§ **DIRECTIONS FOR THIS TASK**
Sort through the data and copy the lines holding the word "IndexRequest".

Dataset entries
[Start of Attachment]

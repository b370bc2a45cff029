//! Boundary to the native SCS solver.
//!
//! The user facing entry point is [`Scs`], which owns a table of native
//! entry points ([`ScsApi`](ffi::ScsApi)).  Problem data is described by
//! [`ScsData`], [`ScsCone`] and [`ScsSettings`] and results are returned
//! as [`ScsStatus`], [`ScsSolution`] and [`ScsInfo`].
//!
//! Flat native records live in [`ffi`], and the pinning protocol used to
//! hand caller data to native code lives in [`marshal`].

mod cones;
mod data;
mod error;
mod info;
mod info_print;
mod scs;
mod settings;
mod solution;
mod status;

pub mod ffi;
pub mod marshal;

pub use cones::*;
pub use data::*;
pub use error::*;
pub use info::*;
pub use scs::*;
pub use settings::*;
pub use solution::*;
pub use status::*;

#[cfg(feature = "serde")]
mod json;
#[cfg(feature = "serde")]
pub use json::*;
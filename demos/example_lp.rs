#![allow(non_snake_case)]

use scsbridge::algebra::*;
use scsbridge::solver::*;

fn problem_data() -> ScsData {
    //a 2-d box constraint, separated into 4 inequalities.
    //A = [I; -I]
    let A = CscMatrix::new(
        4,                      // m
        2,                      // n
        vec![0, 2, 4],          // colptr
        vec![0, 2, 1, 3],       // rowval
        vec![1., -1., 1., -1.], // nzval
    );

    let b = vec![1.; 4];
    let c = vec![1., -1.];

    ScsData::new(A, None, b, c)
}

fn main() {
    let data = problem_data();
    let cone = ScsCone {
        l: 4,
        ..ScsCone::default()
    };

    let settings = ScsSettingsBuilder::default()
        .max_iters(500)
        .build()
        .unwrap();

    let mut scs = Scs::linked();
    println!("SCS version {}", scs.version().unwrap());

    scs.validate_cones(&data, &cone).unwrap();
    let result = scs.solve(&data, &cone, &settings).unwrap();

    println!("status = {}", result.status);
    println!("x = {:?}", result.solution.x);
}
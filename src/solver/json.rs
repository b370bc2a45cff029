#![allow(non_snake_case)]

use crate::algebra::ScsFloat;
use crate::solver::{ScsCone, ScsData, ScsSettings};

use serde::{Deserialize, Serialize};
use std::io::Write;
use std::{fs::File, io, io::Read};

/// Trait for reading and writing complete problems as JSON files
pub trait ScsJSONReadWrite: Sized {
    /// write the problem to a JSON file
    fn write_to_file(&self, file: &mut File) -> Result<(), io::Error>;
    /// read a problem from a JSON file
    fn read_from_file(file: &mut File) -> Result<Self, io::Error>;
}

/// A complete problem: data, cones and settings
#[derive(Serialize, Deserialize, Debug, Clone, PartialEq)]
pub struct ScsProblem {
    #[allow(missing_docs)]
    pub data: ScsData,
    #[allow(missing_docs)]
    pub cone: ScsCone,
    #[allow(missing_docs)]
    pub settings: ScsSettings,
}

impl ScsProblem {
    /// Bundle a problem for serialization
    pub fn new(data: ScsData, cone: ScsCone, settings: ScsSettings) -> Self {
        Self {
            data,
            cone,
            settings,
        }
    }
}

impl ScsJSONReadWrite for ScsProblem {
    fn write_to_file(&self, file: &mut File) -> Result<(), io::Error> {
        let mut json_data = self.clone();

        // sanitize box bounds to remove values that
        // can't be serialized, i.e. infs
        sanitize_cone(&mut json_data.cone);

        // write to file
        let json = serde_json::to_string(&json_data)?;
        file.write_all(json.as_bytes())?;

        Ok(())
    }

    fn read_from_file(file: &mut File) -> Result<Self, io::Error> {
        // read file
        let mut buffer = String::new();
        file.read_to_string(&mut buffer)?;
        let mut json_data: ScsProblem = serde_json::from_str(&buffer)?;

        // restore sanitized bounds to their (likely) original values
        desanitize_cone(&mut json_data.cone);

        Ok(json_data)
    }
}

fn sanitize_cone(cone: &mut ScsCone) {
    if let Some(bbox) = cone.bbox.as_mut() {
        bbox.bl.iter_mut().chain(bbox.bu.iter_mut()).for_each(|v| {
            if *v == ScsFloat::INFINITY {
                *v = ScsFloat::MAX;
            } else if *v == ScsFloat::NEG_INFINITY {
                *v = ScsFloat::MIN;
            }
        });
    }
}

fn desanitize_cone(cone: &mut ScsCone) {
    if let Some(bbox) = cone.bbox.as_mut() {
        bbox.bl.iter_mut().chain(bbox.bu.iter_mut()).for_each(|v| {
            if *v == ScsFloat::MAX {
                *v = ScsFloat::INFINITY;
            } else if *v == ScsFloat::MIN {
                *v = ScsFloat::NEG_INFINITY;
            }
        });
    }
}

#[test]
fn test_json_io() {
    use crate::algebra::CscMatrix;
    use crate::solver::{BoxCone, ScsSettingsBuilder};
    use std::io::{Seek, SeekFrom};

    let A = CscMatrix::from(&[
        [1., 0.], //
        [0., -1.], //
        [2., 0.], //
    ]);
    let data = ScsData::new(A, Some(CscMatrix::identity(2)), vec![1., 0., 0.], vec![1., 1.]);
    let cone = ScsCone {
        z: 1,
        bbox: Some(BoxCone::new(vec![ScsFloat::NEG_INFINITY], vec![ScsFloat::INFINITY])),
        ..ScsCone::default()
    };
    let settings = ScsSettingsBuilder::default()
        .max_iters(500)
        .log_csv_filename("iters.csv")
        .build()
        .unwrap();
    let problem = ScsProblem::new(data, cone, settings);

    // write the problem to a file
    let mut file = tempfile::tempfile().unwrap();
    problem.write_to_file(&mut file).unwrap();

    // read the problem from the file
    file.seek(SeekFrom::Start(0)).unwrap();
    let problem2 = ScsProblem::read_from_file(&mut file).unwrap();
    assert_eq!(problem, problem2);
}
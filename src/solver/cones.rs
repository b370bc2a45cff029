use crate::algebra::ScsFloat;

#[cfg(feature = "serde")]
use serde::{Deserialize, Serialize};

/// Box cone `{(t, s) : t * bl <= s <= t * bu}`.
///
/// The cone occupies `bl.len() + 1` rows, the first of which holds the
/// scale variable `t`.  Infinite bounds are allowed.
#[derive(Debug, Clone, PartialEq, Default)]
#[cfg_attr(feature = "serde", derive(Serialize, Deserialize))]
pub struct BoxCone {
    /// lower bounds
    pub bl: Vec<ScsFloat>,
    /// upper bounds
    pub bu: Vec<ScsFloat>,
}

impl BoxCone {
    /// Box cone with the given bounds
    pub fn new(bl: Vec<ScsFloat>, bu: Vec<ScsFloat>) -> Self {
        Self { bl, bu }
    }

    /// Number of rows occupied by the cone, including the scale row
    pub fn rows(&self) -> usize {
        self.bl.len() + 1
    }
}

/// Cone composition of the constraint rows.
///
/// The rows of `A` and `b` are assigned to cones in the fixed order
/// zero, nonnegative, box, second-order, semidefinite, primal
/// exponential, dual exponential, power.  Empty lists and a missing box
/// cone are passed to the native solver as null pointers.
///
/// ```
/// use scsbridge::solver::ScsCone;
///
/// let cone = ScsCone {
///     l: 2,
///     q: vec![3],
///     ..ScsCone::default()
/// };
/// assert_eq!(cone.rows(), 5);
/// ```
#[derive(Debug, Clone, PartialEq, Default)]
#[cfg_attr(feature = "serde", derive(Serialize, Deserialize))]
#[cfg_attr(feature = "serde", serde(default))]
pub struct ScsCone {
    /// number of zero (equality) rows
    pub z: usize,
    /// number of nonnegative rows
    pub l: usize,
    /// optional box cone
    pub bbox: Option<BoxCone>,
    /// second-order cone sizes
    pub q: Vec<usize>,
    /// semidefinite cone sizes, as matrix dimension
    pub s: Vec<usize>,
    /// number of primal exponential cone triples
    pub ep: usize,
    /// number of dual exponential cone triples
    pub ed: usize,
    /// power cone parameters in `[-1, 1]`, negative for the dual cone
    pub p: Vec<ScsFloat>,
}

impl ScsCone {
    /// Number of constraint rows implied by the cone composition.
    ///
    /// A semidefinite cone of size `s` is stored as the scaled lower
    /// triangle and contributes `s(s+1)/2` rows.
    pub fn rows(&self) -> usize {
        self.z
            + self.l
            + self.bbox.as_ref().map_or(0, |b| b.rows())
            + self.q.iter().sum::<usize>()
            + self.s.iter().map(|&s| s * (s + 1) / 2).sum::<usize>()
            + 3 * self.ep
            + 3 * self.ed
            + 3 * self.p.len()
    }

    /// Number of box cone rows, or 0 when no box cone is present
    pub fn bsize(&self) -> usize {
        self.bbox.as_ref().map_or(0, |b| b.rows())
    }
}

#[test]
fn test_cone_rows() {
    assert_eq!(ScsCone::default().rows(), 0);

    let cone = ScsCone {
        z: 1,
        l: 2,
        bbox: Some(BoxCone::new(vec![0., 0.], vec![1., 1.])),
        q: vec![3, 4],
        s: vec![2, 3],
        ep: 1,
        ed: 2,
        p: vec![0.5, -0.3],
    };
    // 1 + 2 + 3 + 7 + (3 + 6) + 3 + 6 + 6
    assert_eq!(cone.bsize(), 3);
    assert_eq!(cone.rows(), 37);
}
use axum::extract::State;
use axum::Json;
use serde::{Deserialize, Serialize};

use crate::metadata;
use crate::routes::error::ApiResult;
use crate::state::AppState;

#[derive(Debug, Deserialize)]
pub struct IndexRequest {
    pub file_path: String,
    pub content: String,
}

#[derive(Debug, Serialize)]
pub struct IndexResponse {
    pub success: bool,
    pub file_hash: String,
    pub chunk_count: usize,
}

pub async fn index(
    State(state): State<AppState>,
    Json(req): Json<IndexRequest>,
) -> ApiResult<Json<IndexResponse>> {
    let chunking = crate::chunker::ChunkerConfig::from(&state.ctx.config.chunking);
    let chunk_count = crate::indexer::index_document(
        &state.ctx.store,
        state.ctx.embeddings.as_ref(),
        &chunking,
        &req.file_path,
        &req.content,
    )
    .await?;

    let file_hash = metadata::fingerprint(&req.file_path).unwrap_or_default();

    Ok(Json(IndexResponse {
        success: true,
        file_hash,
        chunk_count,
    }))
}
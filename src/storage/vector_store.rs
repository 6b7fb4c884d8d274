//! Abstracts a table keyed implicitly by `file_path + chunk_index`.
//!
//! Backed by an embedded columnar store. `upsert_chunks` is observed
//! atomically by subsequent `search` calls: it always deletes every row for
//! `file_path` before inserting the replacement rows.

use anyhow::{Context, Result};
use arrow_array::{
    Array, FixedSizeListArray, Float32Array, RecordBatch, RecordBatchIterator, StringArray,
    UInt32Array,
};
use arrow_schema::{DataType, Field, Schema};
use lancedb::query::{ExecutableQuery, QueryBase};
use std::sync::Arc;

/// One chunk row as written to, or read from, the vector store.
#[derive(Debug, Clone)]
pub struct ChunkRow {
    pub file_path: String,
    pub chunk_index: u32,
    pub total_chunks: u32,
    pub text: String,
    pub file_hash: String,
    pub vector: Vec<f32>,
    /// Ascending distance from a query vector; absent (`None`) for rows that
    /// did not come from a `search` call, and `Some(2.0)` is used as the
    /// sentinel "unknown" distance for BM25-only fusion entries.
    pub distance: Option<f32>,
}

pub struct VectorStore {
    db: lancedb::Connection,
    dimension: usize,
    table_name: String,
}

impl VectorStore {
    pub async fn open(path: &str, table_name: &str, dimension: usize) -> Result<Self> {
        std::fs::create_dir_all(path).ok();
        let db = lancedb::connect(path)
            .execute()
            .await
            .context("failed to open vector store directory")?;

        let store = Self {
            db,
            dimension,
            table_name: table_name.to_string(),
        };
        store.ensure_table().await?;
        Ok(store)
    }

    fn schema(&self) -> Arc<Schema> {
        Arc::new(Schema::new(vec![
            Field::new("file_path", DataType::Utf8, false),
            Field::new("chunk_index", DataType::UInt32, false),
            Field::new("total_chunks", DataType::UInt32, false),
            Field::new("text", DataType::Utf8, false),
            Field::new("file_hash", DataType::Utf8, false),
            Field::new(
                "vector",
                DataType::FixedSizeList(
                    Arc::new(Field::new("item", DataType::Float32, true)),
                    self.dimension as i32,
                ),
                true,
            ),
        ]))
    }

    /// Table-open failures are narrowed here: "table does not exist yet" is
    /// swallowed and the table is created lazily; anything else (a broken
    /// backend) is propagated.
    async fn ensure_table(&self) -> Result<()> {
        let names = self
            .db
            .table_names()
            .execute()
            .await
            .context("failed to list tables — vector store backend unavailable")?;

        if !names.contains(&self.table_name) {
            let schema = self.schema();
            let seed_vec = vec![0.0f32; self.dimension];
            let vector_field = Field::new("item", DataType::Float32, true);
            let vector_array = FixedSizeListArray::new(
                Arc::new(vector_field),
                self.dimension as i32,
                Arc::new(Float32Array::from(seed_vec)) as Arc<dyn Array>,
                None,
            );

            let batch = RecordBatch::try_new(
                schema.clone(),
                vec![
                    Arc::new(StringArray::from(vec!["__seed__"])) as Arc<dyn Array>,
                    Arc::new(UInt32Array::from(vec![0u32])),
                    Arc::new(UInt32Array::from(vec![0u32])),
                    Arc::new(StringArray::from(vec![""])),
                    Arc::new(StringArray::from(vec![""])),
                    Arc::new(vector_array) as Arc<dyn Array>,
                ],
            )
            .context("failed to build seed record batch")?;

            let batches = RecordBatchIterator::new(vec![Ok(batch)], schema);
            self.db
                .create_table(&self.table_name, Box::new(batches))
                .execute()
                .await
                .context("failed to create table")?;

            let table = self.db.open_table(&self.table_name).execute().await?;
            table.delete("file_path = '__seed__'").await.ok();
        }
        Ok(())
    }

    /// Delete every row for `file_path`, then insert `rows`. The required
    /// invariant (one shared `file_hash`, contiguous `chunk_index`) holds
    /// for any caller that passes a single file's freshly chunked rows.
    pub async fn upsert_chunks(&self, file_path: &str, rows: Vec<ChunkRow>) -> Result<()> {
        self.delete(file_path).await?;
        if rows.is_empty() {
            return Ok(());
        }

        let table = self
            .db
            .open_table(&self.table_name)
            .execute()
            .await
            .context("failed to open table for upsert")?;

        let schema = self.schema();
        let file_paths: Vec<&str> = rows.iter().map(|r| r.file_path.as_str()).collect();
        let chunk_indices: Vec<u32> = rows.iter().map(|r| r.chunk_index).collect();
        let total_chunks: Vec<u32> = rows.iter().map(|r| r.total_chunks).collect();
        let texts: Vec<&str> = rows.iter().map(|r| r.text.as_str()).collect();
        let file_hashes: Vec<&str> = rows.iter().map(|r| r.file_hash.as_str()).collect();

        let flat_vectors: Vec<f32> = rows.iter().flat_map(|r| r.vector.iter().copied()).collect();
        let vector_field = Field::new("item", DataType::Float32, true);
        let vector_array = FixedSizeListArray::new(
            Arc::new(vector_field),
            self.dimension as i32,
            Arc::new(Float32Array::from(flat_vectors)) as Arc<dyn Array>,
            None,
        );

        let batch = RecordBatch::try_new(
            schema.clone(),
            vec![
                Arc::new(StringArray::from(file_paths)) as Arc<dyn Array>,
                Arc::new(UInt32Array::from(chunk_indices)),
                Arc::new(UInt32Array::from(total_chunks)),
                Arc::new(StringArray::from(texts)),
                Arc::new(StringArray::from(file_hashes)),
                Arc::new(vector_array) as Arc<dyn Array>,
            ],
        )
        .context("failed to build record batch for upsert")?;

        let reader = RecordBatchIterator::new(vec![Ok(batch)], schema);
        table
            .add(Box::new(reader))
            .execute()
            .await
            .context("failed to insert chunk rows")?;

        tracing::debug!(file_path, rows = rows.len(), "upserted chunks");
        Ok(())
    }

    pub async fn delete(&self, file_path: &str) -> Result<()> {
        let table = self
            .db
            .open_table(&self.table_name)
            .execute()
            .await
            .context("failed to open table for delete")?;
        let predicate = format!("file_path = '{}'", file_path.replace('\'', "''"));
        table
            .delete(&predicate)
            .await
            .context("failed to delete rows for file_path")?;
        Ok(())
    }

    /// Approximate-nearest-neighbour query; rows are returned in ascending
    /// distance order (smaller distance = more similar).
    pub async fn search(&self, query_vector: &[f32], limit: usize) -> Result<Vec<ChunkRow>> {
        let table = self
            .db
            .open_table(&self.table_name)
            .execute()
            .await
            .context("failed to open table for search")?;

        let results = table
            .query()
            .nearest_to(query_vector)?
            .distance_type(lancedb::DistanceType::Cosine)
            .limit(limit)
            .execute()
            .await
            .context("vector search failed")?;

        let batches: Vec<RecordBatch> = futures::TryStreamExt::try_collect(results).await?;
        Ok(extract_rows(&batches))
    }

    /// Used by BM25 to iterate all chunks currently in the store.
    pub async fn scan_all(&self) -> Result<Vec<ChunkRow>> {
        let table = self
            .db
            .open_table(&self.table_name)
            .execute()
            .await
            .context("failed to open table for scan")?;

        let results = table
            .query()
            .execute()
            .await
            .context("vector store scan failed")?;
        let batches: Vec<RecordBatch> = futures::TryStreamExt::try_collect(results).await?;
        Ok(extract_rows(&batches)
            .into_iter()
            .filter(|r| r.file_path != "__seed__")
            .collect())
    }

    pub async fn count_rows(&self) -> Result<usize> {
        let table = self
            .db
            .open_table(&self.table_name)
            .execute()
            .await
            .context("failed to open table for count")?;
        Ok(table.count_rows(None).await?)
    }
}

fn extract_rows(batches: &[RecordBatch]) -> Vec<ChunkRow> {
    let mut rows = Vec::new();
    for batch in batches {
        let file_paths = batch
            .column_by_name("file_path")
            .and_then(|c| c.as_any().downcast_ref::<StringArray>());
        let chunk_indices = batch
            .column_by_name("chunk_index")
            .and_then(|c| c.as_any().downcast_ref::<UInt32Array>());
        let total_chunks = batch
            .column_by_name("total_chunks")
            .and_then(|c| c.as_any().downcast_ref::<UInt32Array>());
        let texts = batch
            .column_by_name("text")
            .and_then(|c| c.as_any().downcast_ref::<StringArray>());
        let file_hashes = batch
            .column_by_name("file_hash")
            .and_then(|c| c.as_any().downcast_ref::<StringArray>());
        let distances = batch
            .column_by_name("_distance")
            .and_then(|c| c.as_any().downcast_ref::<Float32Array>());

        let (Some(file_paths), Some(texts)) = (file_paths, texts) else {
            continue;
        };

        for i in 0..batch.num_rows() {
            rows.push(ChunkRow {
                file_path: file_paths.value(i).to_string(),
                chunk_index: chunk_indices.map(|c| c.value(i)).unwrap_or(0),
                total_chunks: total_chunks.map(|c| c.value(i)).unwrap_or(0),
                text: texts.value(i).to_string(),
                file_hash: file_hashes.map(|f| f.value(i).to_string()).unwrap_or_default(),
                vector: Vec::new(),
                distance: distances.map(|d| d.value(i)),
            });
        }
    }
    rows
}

[End of Attachment]

§ **RESPONSE FOR THIS EXERCISE**
pub struct IndexRequest {
    Json(req): Json<IndexRequest>,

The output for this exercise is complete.